[Records excerpted from a collection]
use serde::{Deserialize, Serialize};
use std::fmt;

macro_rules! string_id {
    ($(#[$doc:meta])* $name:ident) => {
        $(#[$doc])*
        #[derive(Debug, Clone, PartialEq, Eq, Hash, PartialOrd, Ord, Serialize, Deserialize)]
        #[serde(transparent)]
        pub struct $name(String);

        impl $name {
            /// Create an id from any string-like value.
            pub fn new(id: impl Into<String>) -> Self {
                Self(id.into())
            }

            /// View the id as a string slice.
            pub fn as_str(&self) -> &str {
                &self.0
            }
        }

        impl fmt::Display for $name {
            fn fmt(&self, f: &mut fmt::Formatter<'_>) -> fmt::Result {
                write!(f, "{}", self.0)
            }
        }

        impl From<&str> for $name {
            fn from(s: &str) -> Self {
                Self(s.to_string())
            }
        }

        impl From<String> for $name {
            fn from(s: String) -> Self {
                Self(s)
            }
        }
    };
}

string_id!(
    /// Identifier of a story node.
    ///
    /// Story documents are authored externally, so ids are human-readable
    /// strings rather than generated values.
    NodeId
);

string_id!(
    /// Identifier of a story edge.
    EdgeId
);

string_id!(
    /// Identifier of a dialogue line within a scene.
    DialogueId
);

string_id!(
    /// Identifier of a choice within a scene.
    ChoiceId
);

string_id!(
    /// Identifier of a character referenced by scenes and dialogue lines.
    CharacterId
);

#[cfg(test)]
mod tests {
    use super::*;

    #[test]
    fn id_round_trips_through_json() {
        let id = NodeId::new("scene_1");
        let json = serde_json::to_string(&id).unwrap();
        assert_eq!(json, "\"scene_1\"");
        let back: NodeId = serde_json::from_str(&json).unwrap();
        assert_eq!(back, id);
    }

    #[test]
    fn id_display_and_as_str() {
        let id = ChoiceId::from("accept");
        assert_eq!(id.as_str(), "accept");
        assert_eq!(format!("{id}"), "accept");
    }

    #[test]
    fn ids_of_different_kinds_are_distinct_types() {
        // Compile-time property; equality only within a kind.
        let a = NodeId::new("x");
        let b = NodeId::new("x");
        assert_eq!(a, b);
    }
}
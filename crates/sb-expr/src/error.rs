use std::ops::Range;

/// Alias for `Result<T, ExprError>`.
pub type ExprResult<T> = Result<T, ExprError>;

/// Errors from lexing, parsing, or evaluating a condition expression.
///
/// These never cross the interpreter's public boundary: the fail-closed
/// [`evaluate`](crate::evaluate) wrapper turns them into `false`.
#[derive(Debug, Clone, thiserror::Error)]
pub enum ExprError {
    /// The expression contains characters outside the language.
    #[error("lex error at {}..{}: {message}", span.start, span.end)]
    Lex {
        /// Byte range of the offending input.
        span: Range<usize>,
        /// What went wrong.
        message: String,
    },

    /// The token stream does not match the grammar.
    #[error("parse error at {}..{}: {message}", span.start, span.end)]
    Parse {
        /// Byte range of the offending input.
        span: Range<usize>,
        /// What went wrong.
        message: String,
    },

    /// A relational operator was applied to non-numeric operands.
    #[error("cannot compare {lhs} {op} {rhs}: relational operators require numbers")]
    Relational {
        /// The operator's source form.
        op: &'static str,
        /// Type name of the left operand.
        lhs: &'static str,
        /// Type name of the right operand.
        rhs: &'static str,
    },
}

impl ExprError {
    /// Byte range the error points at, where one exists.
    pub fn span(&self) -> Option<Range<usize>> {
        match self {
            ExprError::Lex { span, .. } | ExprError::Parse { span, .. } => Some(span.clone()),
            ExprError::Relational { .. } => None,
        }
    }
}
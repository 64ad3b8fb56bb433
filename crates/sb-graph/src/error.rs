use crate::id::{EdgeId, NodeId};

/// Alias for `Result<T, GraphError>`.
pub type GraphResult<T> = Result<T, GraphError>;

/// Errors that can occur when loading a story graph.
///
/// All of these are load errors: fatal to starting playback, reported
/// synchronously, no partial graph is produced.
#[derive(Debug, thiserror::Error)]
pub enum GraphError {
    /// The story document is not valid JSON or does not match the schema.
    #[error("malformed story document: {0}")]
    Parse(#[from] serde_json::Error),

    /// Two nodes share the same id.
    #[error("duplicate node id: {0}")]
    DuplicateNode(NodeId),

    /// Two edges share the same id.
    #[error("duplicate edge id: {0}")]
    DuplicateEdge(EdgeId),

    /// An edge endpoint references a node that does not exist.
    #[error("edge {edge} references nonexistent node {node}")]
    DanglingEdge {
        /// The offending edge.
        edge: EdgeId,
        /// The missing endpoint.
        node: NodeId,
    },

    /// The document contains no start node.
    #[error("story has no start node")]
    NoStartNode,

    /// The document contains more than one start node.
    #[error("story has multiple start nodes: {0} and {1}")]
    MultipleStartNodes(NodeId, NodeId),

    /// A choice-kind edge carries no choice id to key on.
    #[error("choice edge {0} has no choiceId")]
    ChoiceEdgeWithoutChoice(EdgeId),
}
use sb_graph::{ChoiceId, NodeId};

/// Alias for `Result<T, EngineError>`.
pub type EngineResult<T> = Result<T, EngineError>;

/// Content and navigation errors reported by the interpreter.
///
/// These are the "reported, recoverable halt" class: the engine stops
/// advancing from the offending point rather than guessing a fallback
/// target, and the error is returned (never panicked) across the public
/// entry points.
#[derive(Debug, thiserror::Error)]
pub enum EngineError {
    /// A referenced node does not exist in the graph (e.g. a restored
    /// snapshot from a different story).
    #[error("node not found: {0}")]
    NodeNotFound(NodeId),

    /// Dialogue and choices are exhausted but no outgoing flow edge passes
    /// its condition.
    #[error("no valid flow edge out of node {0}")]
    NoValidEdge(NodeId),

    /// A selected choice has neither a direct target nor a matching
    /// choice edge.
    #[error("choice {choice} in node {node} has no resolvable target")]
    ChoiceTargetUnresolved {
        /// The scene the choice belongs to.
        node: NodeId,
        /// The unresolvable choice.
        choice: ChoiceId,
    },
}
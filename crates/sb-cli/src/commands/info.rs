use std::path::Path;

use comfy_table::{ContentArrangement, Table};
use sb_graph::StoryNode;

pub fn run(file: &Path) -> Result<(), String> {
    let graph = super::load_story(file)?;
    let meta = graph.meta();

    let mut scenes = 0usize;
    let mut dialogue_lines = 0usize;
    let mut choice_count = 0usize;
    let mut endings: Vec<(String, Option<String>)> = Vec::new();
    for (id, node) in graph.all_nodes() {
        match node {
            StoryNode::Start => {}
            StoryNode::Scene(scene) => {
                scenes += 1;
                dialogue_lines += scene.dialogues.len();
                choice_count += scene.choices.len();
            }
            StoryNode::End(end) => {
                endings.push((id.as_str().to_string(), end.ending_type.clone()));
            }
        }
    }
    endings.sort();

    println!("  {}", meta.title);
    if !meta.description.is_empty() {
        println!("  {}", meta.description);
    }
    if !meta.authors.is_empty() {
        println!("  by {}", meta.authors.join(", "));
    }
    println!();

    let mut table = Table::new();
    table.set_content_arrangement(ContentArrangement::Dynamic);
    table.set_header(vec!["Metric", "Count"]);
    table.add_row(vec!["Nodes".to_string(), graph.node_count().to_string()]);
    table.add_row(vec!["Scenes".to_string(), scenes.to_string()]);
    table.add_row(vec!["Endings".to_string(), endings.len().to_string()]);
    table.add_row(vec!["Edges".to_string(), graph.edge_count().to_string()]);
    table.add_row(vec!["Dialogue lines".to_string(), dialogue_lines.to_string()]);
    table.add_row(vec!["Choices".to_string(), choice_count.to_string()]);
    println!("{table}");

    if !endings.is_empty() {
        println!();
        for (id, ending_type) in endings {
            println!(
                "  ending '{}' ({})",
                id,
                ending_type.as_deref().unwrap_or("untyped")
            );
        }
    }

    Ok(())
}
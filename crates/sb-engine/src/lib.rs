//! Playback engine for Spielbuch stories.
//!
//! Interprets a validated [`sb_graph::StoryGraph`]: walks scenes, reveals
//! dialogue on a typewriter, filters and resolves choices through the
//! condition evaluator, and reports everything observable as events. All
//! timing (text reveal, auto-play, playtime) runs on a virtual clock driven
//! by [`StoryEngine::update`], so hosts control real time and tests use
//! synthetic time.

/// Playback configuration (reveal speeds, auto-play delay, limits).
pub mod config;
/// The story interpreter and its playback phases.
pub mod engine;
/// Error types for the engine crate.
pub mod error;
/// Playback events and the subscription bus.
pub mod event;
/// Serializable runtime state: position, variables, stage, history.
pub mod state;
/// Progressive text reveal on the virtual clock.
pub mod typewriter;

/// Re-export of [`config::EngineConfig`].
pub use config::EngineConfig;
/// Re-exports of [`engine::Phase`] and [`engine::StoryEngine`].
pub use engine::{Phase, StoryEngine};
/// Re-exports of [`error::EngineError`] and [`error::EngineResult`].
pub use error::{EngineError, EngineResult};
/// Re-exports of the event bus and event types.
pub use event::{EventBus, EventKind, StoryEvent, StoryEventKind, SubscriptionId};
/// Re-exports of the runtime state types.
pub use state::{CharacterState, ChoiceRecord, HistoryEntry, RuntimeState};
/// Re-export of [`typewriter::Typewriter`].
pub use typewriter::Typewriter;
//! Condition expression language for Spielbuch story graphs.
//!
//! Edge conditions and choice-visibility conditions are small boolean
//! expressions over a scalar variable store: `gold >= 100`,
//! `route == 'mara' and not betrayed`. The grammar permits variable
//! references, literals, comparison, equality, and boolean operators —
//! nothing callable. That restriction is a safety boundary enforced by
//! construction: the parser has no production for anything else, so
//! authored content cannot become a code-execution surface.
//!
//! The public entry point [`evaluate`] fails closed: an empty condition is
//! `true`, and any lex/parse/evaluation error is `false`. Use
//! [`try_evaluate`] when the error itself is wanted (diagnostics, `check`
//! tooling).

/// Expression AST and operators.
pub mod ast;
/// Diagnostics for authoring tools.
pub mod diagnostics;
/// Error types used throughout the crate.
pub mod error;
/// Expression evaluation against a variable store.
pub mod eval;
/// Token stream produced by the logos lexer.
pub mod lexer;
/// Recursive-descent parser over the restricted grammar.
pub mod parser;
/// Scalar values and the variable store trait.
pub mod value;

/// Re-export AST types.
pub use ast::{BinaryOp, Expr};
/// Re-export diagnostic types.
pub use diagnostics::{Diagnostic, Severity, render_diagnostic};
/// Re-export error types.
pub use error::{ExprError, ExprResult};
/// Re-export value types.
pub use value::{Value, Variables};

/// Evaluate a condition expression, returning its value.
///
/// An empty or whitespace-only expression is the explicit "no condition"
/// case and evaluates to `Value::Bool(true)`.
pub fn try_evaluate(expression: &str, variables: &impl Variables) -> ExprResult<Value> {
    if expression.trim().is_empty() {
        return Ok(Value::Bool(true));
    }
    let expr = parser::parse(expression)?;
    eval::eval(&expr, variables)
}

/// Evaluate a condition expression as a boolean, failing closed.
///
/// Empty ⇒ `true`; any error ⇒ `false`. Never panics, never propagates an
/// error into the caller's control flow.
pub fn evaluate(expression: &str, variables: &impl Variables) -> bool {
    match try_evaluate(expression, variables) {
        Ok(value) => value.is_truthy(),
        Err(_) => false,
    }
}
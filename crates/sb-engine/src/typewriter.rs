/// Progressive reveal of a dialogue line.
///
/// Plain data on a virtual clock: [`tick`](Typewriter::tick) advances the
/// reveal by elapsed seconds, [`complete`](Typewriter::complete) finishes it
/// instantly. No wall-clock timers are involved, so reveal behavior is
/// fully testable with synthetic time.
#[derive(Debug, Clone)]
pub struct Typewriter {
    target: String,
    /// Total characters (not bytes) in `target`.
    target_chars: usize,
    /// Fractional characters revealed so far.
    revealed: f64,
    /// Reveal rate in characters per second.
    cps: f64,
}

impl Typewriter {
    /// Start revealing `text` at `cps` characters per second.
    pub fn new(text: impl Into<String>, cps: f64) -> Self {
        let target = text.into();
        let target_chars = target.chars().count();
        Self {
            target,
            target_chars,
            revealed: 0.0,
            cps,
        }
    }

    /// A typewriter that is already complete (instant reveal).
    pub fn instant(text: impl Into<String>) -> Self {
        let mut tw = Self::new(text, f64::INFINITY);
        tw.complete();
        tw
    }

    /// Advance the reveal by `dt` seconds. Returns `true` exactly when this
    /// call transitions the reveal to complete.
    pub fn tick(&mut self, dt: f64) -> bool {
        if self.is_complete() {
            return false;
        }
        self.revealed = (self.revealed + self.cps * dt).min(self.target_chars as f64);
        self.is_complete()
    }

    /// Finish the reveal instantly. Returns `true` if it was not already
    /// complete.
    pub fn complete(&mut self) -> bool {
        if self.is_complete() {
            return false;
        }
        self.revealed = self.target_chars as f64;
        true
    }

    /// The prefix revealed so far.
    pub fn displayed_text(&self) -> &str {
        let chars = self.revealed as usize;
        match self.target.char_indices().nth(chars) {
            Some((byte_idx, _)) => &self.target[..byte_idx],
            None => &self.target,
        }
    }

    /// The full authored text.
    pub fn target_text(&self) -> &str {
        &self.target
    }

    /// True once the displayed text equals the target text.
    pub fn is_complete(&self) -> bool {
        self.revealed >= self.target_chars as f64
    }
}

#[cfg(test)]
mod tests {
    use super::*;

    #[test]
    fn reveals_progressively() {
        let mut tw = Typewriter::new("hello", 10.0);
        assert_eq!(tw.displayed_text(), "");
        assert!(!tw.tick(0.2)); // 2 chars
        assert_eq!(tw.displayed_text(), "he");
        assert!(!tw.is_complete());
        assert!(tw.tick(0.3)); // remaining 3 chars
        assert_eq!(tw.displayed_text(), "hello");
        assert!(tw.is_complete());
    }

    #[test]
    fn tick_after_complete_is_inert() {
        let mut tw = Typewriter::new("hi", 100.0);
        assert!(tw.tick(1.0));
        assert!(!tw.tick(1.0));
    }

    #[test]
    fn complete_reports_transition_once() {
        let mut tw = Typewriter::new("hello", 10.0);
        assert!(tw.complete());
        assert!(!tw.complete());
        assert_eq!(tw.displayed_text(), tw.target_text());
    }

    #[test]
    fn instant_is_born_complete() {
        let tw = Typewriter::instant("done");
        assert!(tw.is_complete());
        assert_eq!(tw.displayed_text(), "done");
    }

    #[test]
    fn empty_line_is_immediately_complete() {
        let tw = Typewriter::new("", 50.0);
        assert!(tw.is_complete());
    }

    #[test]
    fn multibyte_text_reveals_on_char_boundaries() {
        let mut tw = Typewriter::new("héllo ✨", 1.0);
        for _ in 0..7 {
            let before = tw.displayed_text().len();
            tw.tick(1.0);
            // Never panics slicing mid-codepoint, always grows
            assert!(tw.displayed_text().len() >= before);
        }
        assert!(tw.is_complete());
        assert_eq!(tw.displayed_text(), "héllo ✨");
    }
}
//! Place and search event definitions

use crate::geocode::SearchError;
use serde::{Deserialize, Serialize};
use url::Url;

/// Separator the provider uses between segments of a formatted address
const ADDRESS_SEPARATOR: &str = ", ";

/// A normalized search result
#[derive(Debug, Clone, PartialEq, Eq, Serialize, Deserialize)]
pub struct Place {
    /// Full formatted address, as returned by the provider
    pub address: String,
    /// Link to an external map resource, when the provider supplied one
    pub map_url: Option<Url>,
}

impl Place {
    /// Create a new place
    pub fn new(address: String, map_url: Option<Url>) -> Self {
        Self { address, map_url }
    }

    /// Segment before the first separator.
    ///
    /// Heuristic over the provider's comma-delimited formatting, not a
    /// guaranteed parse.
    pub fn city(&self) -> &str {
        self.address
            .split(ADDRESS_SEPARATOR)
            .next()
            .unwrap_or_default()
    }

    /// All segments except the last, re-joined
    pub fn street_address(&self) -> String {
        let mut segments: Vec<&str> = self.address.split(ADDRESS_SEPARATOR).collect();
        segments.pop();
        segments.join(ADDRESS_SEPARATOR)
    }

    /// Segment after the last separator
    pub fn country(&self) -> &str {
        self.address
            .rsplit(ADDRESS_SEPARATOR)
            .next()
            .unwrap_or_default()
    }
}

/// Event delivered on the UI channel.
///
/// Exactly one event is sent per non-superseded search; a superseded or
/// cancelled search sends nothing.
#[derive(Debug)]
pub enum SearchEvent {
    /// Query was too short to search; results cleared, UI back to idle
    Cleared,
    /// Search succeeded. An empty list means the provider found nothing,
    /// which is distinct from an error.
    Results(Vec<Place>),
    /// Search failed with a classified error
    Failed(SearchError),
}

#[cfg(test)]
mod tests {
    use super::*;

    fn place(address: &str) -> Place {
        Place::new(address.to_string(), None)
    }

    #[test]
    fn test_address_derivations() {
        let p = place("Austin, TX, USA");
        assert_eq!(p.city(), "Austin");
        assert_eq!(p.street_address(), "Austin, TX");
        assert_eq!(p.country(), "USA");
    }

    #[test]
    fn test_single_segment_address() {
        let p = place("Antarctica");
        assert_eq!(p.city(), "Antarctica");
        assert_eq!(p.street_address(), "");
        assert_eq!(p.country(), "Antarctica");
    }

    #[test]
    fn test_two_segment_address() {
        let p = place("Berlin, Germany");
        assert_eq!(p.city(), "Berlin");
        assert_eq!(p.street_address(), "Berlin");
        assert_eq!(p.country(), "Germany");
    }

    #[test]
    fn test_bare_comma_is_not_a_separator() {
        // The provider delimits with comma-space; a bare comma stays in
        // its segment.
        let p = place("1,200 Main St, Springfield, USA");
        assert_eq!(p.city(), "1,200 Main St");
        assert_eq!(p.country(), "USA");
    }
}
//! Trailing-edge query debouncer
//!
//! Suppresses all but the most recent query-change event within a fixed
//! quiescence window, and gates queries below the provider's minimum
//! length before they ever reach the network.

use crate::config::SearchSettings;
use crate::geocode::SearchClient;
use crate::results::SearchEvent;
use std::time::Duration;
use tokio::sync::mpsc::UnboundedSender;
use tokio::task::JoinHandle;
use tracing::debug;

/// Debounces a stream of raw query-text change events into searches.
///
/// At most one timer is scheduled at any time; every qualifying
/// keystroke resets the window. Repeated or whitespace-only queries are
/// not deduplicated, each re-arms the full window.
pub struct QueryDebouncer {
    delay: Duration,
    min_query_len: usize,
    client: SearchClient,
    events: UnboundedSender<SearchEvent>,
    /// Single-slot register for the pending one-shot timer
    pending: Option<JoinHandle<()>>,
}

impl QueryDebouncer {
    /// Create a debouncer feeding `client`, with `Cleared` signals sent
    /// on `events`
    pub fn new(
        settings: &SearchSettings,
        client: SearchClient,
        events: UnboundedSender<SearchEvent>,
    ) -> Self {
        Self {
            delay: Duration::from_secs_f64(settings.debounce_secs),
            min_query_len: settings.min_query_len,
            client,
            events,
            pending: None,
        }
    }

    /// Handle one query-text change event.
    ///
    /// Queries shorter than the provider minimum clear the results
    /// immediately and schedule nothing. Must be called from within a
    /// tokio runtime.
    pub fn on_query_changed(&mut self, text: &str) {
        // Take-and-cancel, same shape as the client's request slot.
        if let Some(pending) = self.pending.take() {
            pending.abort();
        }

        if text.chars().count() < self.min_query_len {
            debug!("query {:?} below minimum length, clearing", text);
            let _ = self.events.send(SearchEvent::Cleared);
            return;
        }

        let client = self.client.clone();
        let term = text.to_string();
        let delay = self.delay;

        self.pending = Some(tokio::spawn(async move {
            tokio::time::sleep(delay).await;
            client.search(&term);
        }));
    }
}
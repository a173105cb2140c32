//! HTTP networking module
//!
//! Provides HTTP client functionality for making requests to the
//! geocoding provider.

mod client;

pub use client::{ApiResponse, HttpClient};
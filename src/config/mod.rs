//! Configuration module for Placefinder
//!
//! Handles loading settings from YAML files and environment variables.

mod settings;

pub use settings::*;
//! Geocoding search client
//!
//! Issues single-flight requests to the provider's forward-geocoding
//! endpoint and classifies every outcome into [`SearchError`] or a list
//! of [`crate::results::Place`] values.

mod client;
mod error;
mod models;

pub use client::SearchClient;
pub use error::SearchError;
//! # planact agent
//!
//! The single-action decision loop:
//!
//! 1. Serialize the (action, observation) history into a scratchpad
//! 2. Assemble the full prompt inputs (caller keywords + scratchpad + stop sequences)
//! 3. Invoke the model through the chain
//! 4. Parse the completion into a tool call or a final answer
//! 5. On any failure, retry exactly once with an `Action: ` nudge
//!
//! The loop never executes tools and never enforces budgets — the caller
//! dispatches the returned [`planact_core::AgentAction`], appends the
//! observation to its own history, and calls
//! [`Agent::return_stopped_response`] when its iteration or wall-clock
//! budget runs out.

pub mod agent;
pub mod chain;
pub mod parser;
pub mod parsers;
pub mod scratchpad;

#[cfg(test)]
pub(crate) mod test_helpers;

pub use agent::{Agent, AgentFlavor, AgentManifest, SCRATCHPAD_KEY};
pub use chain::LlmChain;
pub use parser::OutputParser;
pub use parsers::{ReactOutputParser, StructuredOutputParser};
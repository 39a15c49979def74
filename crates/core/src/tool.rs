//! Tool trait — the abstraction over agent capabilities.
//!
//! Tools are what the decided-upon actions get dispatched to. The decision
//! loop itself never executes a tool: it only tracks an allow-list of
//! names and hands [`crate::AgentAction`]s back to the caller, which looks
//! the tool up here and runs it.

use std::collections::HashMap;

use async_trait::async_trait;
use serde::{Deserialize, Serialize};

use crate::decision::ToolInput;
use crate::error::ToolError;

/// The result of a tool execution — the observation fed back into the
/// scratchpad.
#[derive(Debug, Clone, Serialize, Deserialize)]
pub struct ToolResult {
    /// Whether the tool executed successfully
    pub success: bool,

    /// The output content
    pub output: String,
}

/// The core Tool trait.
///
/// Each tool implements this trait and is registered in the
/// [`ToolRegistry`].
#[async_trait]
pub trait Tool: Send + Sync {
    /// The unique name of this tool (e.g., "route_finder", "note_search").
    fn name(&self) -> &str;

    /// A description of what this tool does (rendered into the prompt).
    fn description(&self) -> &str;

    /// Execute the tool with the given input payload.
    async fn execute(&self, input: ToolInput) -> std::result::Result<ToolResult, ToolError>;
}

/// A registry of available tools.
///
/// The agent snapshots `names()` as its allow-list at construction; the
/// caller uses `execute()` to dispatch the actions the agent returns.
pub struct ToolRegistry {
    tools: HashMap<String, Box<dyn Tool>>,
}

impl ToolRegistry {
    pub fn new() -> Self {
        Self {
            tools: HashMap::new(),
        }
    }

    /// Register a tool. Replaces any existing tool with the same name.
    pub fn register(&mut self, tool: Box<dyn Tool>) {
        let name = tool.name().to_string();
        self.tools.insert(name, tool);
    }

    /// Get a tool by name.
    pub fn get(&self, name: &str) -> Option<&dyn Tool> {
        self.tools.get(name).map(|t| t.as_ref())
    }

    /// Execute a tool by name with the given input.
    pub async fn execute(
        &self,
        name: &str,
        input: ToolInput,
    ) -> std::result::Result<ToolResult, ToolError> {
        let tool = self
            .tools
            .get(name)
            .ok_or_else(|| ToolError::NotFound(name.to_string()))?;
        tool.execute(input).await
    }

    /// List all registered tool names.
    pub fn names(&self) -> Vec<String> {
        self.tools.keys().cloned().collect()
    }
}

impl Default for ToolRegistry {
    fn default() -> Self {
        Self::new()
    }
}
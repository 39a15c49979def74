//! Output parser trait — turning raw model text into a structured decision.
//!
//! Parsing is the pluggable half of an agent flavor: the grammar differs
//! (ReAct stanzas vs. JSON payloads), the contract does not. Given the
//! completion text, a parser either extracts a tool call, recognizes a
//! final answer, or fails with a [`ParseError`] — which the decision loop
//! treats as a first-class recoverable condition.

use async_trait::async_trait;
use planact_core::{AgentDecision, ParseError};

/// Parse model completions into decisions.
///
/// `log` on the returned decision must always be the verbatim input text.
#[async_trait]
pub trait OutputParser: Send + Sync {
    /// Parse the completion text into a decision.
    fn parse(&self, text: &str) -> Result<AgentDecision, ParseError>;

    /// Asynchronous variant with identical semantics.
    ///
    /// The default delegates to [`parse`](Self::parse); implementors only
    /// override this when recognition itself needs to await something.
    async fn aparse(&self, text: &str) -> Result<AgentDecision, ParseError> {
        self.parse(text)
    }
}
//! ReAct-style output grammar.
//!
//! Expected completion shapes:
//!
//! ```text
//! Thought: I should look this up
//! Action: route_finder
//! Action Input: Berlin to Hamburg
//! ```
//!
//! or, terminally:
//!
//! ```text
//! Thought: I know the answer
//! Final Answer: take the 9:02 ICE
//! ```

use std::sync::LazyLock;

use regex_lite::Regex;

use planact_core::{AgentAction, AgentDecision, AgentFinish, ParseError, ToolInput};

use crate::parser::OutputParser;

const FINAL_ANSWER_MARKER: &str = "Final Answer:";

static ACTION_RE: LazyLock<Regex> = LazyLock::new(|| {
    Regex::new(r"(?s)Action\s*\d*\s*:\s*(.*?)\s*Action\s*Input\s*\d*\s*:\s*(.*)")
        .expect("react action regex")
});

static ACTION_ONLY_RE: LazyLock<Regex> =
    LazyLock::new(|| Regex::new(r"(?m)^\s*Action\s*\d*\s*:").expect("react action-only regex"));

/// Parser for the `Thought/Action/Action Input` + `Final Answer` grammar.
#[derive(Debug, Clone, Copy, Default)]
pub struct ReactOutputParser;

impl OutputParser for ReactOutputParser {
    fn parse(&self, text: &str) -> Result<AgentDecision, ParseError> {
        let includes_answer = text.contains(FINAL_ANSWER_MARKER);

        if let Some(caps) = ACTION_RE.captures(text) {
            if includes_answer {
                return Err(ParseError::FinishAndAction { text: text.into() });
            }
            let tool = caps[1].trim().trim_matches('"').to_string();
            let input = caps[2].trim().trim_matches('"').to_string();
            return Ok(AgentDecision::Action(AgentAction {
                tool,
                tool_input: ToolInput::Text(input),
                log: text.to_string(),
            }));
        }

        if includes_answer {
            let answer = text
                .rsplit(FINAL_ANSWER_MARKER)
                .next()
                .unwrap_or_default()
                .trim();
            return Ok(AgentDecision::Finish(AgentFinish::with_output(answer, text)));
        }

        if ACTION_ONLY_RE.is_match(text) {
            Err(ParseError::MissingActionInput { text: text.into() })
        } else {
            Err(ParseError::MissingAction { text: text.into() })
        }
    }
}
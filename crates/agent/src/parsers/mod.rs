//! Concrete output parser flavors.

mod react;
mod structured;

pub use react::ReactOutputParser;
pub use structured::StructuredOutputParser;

> _WHAT TO DO_: Whenever the word "names" shows up in a line, that line counts. Say how many lines of the data count, giving the number alone.

> _PROBLEM SOLUTION_: 4